These labels were automatically added by AI and may be inaccurate. For details, see About Literature Database.
Abstract
Trusted execution environments (TEEs) for machine learning accelerators are
indispensable in secure and efficient ML inference. Optimizing workloads
through state-space exploration for the accelerator architectures improves
performance and energy consumption. However, such explorations are expensive
and slow due to the large search space. Current research has to use fast
analytical models that forego critical hardware details and cross-layer
opportunities unique to the hardware security primitives. While cycle-accurate
models can theoretically reach better designs, their high runtime cost
restricts them to a smaller state space.
We present Obsidian, an optimization framework for finding the optimal
mapping from ML kernels to a secure ML accelerator. Obsidian addresses the
above challenge by exploring the state space using analytical and
cycle-accurate models cooperatively. The two main exploration components
include: (1) A secure accelerator analytical model, that includes the effect of
secure hardware while traversing the large mapping state space and produce the
best m model mappings; (2) A compiler profiling step on a cycle-accurate model,
that captures runtime bottlenecks to further improve execution runtime, energy
and resource utilization and find the optimal model mapping.
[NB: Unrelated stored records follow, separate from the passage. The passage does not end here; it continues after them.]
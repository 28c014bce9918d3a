use crossterm::event::{KeyCode, KeyEvent};

use crate::tui::app::App;

use super::common::edit_line;

/// Live search: the filter follows every keystroke.
pub(super) fn handle_search(app: &mut App, key: KeyEvent) {
    match key.code {
        // Cancel search
        KeyCode::Esc => {
            app.manager.set_search("");
            app.end_input();
            app.clamp_cursor();
        }
        // Keep the term and return to the list
        KeyCode::Enter => {
            app.end_input();
        }
        _ => {
            if edit_line(app, key) {
                let term = app.edit_buffer.clone();
                app.manager.set_search(&term);
                app.cursor = 0;
            }
        }
    }
}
We compare our results to a baseline secure accelerator, comprising of the
state-of-the-art security schemes obtained from guardnn [ 33 ] and sesame [11].
The analytical model reduces the inference latency by 20.5% for a cloud and
8.4% for an edge deployment with an energy improvement of 24% and 19%
respectively. The cycle-accurate model, further reduces the latency by 9.1% for
a cloud and 12.2% for an edge with an energy improvement of 13.8% and 13.1%.